** Work to complete **
Filter this material down to the lines that contain the string "sink", and return those lines.

** Extracted information **

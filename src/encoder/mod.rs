//! EXI Stream Encoder (EXI 1.0 §4, §5, §6).
//!
//! Encodiert EXI Events zu einem EXI Stream, schema-less oder
//! schema-informed. Der Header wird beim Erzeugen des [`Encoder`]s
//! geschrieben, danach Event für Event der Body.
//!
//! # Beispiel
//!
//! ```
//! use std::rc::Rc;
//! use exigram::encoder::encode;
//! use exigram::event::ExiEvent;
//! use exigram::options::ExiOptions;
//! use exigram::qname::QName;
//!
//! let events = vec![
//!     ExiEvent::StartDocument,
//!     ExiEvent::StartElement(Rc::new(QName::new("", "root"))),
//!     ExiEvent::EndElement,
//!     ExiEvent::EndDocument,
//! ];
//! let bytes = encode(&events, &ExiOptions::default(), None).unwrap();
//! assert!(!bytes.is_empty());
//! ```

use std::io::Write;
use std::rc::Rc;

use crate::bitstream::BitWriter;
use crate::error::{Error, Result};
use crate::event::ExiEvent;
use crate::header::{self, ExiHeader};
use crate::options::{EncoderConfig, ExiOptions};
use crate::schema::Schema;
use crate::stream::ExiStream;

// ============================================================================
// Encoder
// ============================================================================

/// EXI Stream Encoder.
pub struct Encoder {
    /// Ausgabe; der Header steht schon drin.
    writer: BitWriter,
    /// Grammar-Stack, String Tables, Pool.
    stream: ExiStream,
}

impl Encoder {
    /// Writes the header described by `config`.
    pub fn new(config: &EncoderConfig, schema: Option<Rc<Schema>>) -> Result<Self> {
        let options = &config.options;
        options.validate()?;
        let mut head = ExiHeader::new();
        if config.include_cookie {
            head = head.with_cookie();
        }
        if config.include_options {
            head = head.with_options();
        }
        let mut writer = BitWriter::new();
        header::encode(&mut writer, &head, options)?;
        log::debug!("header written ({} bits), schema-informed: {}", writer.bit_position(), schema.is_some());
        let stream = ExiStream::new(options.clone(), schema)?;
        Ok(Self { writer, stream })
    }

    pub fn options(&self) -> &ExiOptions {
        self.stream.options()
    }

    pub fn encode_event(&mut self, event: &ExiEvent) -> Result<()> {
        self.stream.encode_event(&mut self.writer, event)
    }

    pub fn encode_events(&mut self, events: &[ExiEvent]) -> Result<()> {
        events.iter().try_for_each(|e| self.encode_event(e))
    }

    /// Writes all complete bytes to `sink`.
    pub fn flush_to<W: Write>(&mut self, sink: &mut W) -> Result<()> {
        self.writer.drain_to(sink)
    }

    /// Checks that ED was written and returns the remaining bytes, padded.
    pub fn finish(self) -> Result<Vec<u8>> {
        if !self.stream.is_finished() {
            return Err(Error::UnexpectedEvent("stream ended before ED".into()));
        }
        Ok(self.writer.into_vec())
    }
}

/// Options go into the header when they differ from the defaults.
fn auto_config(options: &ExiOptions) -> EncoderConfig {
    let config = EncoderConfig::new(options.clone());
    if *options != ExiOptions::default() { config.with_options_in_header() } else { config }
}

// ============================================================================
// High-Level API
// ============================================================================

/// Encodiert EXI Events zu einem EXI Stream.
///
/// Non-default Options werden in den Header geschrieben, damit der Stream
/// selbst-beschreibend ist. Für explizite Kontrolle [`encode_with_config`].
pub fn encode(events: &[ExiEvent], options: &ExiOptions, schema: Option<Rc<Schema>>) -> Result<Vec<u8>> {
    encode_with_config(events, &auto_config(options), schema)
}

/// Encodiert EXI Events mit expliziter Header-Konfiguration.
pub fn encode_with_config(events: &[ExiEvent], config: &EncoderConfig, schema: Option<Rc<Schema>>) -> Result<Vec<u8>> {
    let mut encoder = Encoder::new(config, schema)?;
    encoder.encode_events(events)?;
    encoder.finish()
}

/// Encodes into `sink`, flushing complete bytes after every event.
pub fn encode_to_writer<W: Write>(
    events: &[ExiEvent],
    config: &EncoderConfig,
    schema: Option<Rc<Schema>>,
    sink: &mut W,
) -> Result<()> {
    let mut encoder = Encoder::new(config, schema)?;
    for event in events {
        encoder.encode_event(event)?;
        encoder.flush_to(sink)?;
    }
    let rest = encoder.finish()?;
    sink.write_all(&rest)?;
    Ok(())
}

// ============================================================================
// Tests
// ============================================================================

** Exercise answer **
    /// Writes all complete bytes to `sink`.
    pub fn flush_to<W: Write>(&mut self, sink: &mut W) -> Result<()> {
        self.writer.drain_to(sink)
/// Encodes into `sink`, flushing complete bytes after every event.
    sink: &mut W,
        encoder.flush_to(sink)?;
    sink.write_all(&rest)?;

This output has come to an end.